Dreams are getting stranger and stranger. The stress of social distancing, global deaths, and lack of jobs intertwines in bizarre ways. We are fine, but as an empath, I tend to let it all in to bleed out through my subconscious.


I was back at the school and we were slammed. Phone call after phone call to find the children who couldn't make it back to class. Were they at work with their mothers or at home without a ride? Did they have lunch? Did they need new clothing and is there enough in our bin to supply to those in need? I looked at my schedule and there was no way I would make it in time to my reading group. I was still manning the cafeteria. Putting out fires between stressed out coworkers and upset children whose oranges were moldy and who were being overcharged by kitchen staff.*

I walked briskly up the winding staircase and found myself in a living room. It was poorly lit, bright blue carpet and there were piles of books and knickknacks in all corners of the house. Next to the armchair, under coffee table, under the bird cage. The stench of cat overtook my nostrils and I began to breath through my mouth. Something with clumpy fur growled at me. I held out my opened hand, low, palm facing up.
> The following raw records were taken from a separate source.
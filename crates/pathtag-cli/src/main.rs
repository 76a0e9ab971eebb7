use pathtag_core::logging;

mod cli;

use crate::cli::CliCommand;

#[tokio::main]
async fn main() {
    // Initialize logging as early as possible.
    if let Err(err) = logging::init_logging() {
        logging::init_logging_stderr();
        tracing::warn!("file logging unavailable, using stderr: {:#}", err);
    }

    // Parse CLI and dispatch.
    if let Err(err) = CliCommand::run_from_args().await {
        eprintln!("pathtag error: {:#}", err);
        std::process::exit(1);
    }
}
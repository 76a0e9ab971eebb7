//! Signed-URL endpoint interception.
//!
//! The storage service hands out signed object-store URLs for a list of
//! logical identifiers. [`SignedUrlAnnotator`] remembers the identifiers of
//! each request to that endpoint and, when the response comes back, tags every
//! URL served by the metrics host with the file's logical path.

mod correlate;
mod layout;
mod observe;
mod rewrite;

pub use correlate::{correlate, Alignment, Pair, Slot};
pub use layout::ResponseLayout;
pub use observe::{observe_request, targets_endpoint, PendingRequest};
pub use rewrite::{rewrite_body, EntryOutcome, EntryStatus, Rewrite, RewriteError};

use crate::client::Interceptor;
use crate::config::{PathtagConfig, DEFAULT_ENDPOINT_PATH};
use crate::exchange::{InboundResponse, OutboundRequest};
use crate::host_scope::HostScope;

/// Interceptor for the signed-URL endpoint.
#[derive(Debug, Clone)]
pub struct SignedUrlAnnotator {
    endpoint_path: String,
    layout: ResponseLayout,
    scope: HostScope,
}

impl Default for SignedUrlAnnotator {
    fn default() -> Self {
        Self::new(
            DEFAULT_ENDPOINT_PATH,
            ResponseLayout::Auto,
            HostScope::default(),
        )
    }
}

impl SignedUrlAnnotator {
    pub fn new(endpoint_path: impl Into<String>, layout: ResponseLayout, scope: HostScope) -> Self {
        Self {
            endpoint_path: endpoint_path.into(),
            layout,
            scope,
        }
    }

    /// Endpoint and layout from `cfg`, metrics host from the build.
    pub fn from_config(cfg: &PathtagConfig) -> Self {
        Self::new(
            cfg.endpoint_path.clone(),
            cfg.response_layout,
            HostScope::default(),
        )
    }

    pub fn endpoint_path(&self) -> &str {
        &self.endpoint_path
    }

    pub fn scope(&self) -> &HostScope {
        &self.scope
    }

    pub fn targets(&self, request_url: &str) -> bool {
        targets_endpoint(&self.endpoint_path, request_url)
    }

    pub fn observe(&self, request: &OutboundRequest) -> Option<PendingRequest> {
        observe_request(&self.endpoint_path, request)
    }

    pub fn rewrite(&self, pending: &PendingRequest, body: &[u8]) -> Result<Rewrite, RewriteError> {
        rewrite_body(body, &pending.uris, self.layout, &self.scope)
    }
}

impl Interceptor for SignedUrlAnnotator {
    type Pending = PendingRequest;

    fn on_request(&self, request: &OutboundRequest) -> Option<PendingRequest> {
        self.observe(request)
    }

    fn on_response(&self, pending: PendingRequest, response: InboundResponse) -> InboundResponse {
        match self.rewrite(&pending, &response.body) {
            Ok(Rewrite {
                body: Some(body), ..
            }) => response.with_body(body),
            Ok(_) => response,
            Err(e) => {
                tracing::warn!(
                    "failed to patch response for {} (HTTP {}): {}",
                    pending.target_path,
                    response.status,
                    e
                );
                response
            }
        }
    }
}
"Tch-tch-tch, hello there," I offered.

Clumpy Cat padded over and rubbed against my fingers. I scritched him. He needed a bath. Or at least a brushing. Clumpy Cat followed me as I made my way through the hoarder's den. I forgot what I came up here to find, but I couldn't return downstairs until I had it.

Another growl, and another offering later, I had Orange Kitten in tow. I began to pick up cats like in Wanda Gág's beloved picture book.
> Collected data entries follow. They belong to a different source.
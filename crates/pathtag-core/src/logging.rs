//! Logging init: file under XDG state dir, or graceful fallback to stderr.

use anyhow::{Context, Result};
use std::fs;
use std::io;
use std::path::PathBuf;
use tracing_subscriber::fmt::writer::BoxMakeWriter;
use tracing_subscriber::fmt::MakeWriter;
use tracing_subscriber::EnvFilter;

const DEFAULT_FILTER: &str = "info,pathtag=debug,pathtag_core=debug";

/// Writer that is either the log file or stderr (used when the file handle can't be cloned).
enum FileOrStderr {
    File(fs::File),
    Stderr,
}

impl io::Write for FileOrStderr {
    fn write(&mut self, buf: &[u8]) -> io::Result<usize> {
        match self {
            FileOrStderr::File(f) => f.write(buf),
            FileOrStderr::Stderr => io::stderr().lock().write(buf),
        }
    }

    fn flush(&mut self) -> io::Result<()> {
        match self {
            FileOrStderr::File(f) => f.flush(),
            FileOrStderr::Stderr => io::stderr().lock().flush(),
        }
    }
}

struct FileMakeWriter(fs::File);

impl<'a> MakeWriter<'a> for FileMakeWriter {
    type Writer = FileOrStderr;

    fn make_writer(&'a self) -> Self::Writer {
        self.0
            .try_clone()
            .map(FileOrStderr::File)
            .unwrap_or(FileOrStderr::Stderr)
    }
}

fn env_filter() -> EnvFilter {
    EnvFilter::try_from_default_env().unwrap_or_else(|_| EnvFilter::new(DEFAULT_FILTER))
}

/// Initialize structured logging to `~/.local/state/pathtag/pathtag.log`.
/// On failure (e.g. log dir unwritable), returns Err so the caller can fall back to stderr.
pub fn init_logging() -> Result<()> {
    let xdg_dirs = xdg::BaseDirectories::with_prefix("pathtag")?;
    let log_dir = xdg_dirs.get_state_home();

    fs::create_dir_all(&log_dir).with_context(|| format!("create log dir {}", log_dir.display()))?;
    let log_file_path: PathBuf = log_dir.join("pathtag.log");

    let file = fs::OpenOptions::new()
        .create(true)
        .append(true)
        .open(&log_file_path)
        .with_context(|| format!("open log file {}", log_file_path.display()))?;

    tracing_subscriber::fmt()
        .with_env_filter(env_filter())
        .with_writer(BoxMakeWriter::new(FileMakeWriter(file)))
        .with_ansi(false)
        .try_init()
        .map_err(|e| anyhow::anyhow!("install log subscriber: {e}"))?;

    tracing::info!("pathtag logging initialized at {}", log_file_path.display());

    Ok(())
}

/// Initialize logging to stderr only (no file). Use when init_logging() fails so the CLI doesn't crash.
pub fn init_logging_stderr() {
    let _ = tracing_subscriber::fmt()
        .with_env_filter(env_filter())
        .with_writer(io::stderr)
        .with_ansi(false)
        .try_init();
}
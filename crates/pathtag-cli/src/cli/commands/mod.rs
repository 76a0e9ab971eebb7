//! CLI command handlers, one per file.

mod annotate;
mod audit_har;
mod completions;
mod fetch;
mod resolve;

pub use annotate::run_annotate;
pub use audit_har::run_audit_har;
pub use completions::{run_completions, run_man};
pub use fetch::run_fetch;
pub use resolve::run_resolve;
I bring a kitten home with me and our neighbors** have returned. The kids rejoice and play. We hug and cry. The hill by our house begins to crumble, but we don't care. We don't care about germs anymore, we don't care if our houses are washed away in the torrential rain that is now flooding the front yards up to our knees. Boulders tumble past, but we are overjoyed to be around friends and the cool rain on my skin never felt so refreshing. Let the storm come. What does it matter if the earth breaks apart if we can be with the people we love? My hair clings to my face as I look up into the rain.
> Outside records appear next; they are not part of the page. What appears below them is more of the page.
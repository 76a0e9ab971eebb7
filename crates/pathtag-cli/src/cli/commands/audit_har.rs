//! `pathtag audit-har <path>` – report how captured signed-URL responses would be annotated.

use anyhow::Result;
use pathtag_core::config::PathtagConfig;
use pathtag_core::har::{self, AuditedExchange, ExchangeOutcome};
use pathtag_core::signed_urls::{EntryOutcome, EntryStatus, SignedUrlAnnotator};
use std::path::Path;

pub fn run_audit_har(cfg: &PathtagConfig, path: &Path) -> Result<()> {
    let annotator = SignedUrlAnnotator::from_config(cfg);
    let report = har::audit_har(path, &annotator)?;
    if report.is_empty() {
        println!(
            "No requests to {} found in {}.",
            annotator.endpoint_path(),
            path.display()
        );
        return Ok(());
    }
    for exchange in &report {
        print_exchange(exchange);
    }
    Ok(())
}

fn print_exchange(exchange: &AuditedExchange) {
    println!(
        "entry {} HTTP {} {}",
        exchange.entry_index, exchange.status, exchange.request_url
    );
    match &exchange.outcome {
        ExchangeOutcome::Rewritten(rw) => {
            println!("  alignment: {:?}", rw.alignment);
            for entry in &rw.entries {
                print_entry(entry);
            }
        }
        ExchangeOutcome::NotObserved => println!("  request has no uris array"),
        ExchangeOutcome::NoResponseBody => println!("  response body not captured as text"),
        ExchangeOutcome::Failed(reason) => println!("  not annotated: {reason}"),
    }
}

fn print_entry(entry: &EntryOutcome) {
    let label = match &entry.status {
        EntryStatus::Annotated(_) => "annotated",
        EntryStatus::Unchanged => "unchanged",
        EntryStatus::MissingUrl => "no-url",
        EntryStatus::MissingIdentifier => "no-identifier",
        EntryStatus::UnresolvablePath => "bad-identifier",
    };
    println!(
        "  [{}] {:<14} {}",
        entry.index,
        label,
        entry.identifier.as_deref().unwrap_or("-")
    );
    println!("       {}", entry.url.as_deref().unwrap_or("-"));
    if let EntryStatus::Annotated(new_url) = &entry.status {
        println!("    -> {new_url}");
    }
}
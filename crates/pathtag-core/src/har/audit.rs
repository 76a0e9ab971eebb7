//! Replay HAR-recorded signed-URL exchanges through the annotator.

use anyhow::{Context, Result};
use std::path::Path;

use super::parse::{HarEntry, HarHeader, HarLog};
use crate::exchange::{InboundResponse, OutboundRequest};
use crate::signed_urls::{Rewrite, SignedUrlAnnotator};

/// One recorded request to the signed-URL endpoint and what the annotator made of it.
#[derive(Debug, Clone)]
pub struct AuditedExchange {
    /// Position of the exchange in the HAR `entries` array.
    pub entry_index: usize,
    pub request_url: String,
    /// Status as recorded; negative when the exporter marked the request aborted.
    pub status: i32,
    pub outcome: ExchangeOutcome,
}

#[derive(Debug, Clone)]
pub enum ExchangeOutcome {
    Rewritten(Rewrite),
    /// Request body had no `uris` array, so nothing would be annotated.
    NotObserved,
    /// Response body missing from the capture, or recorded base64-encoded.
    NoResponseBody,
    /// Response body present but not a usable signed-URL response.
    Failed(String),
}

/// Audits every signed-URL exchange recorded in the HAR file at `path`.
///
/// Entries targeting other paths are not reported. An archive without any
/// signed-URL exchange yields an empty report.
pub fn audit_har(path: &Path, annotator: &SignedUrlAnnotator) -> Result<Vec<AuditedExchange>> {
    let bytes =
        std::fs::read(path).with_context(|| format!("read HAR file: {}", path.display()))?;
    let har: HarLog = serde_json::from_slice(&bytes)
        .with_context(|| format!("parse HAR JSON: {}", path.display()))?;

    let report = har
        .log
        .entries
        .iter()
        .enumerate()
        .filter(|(_, e)| annotator.targets(&e.request.url))
        .map(|(i, e)| AuditedExchange {
            entry_index: i,
            request_url: e.request.url.clone(),
            status: e.response.status,
            outcome: audit_entry(e, annotator),
        })
        .collect();
    Ok(report)
}

fn audit_entry(entry: &HarEntry, annotator: &SignedUrlAnnotator) -> ExchangeOutcome {
    let request = to_request(entry);
    let pending = match annotator.observe(&request) {
        Some(p) => p,
        None => return ExchangeOutcome::NotObserved,
    };

    let response = match to_response(entry) {
        Some(r) => r,
        None => {
            tracing::warn!(
                "HAR entry for {} has no plain-text response body",
                entry.request.url
            );
            return ExchangeOutcome::NoResponseBody;
        }
    };

    match annotator.rewrite(&pending, &response.body) {
        Ok(rw) => ExchangeOutcome::Rewritten(rw),
        Err(e) => ExchangeOutcome::Failed(e.to_string()),
    }
}

fn to_request(entry: &HarEntry) -> OutboundRequest {
    OutboundRequest {
        method: entry.request.method.clone(),
        url: entry.request.url.clone(),
        headers: header_pairs(&entry.request.headers),
        body: entry
            .request
            .post_data
            .as_ref()
            .and_then(|p| p.text.as_ref())
            .map(|t| t.as_bytes().to_vec()),
    }
}

fn to_response(entry: &HarEntry) -> Option<InboundResponse> {
    let content = entry.response.content.as_ref()?;
    if content
        .encoding
        .as_deref()
        .is_some_and(|enc| enc.eq_ignore_ascii_case("base64"))
    {
        return None;
    }
    let text = content.text.as_ref()?;
    Some(InboundResponse {
        status: u32::try_from(entry.response.status).unwrap_or(0),
        headers: header_pairs(&entry.response.headers),
        body: text.as_bytes().to_vec(),
    })
}

fn header_pairs(headers: &[HarHeader]) -> Vec<(String, String)> {
    headers
        .iter()
        .map(|h| (h.name.clone(), h.value.clone()))
        .collect()
}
A slow dissolve later I awake with a crink in my neck. Why do I need to have stress in both the real world and the dream world? Why is that ever a necessity? I feel unresolved and go about my day trying to keep the fuzzy kitties in the forefront of my mind and not the hungry children. I hide the transmitter from myself and play with Chief Mate until dinner is ready. We make up secret spy names. His is Slither-Fang. Mine is Wheatybucket.

Today was a good day.


* This is a dream and does not represent what is actually happening at my school. Although elements of it do not seem far off from reality some days. There are many families who are devastated by this way of life and are in desperate need food, supplies, and shelter from abuse. If you have means to help, even lending an ear, or giving information to those in need, a little goes a long way these days. Here is one site with such information.

** Two families of neighbors with kids in reality they have both moved away. They were really a part of our family. The kids all knew each other from a very young age and all played often. Now Chief Mate is stuck with just his parents who are trying their best to play all day every day, but get easily distracted by household chores and writing boring Logs.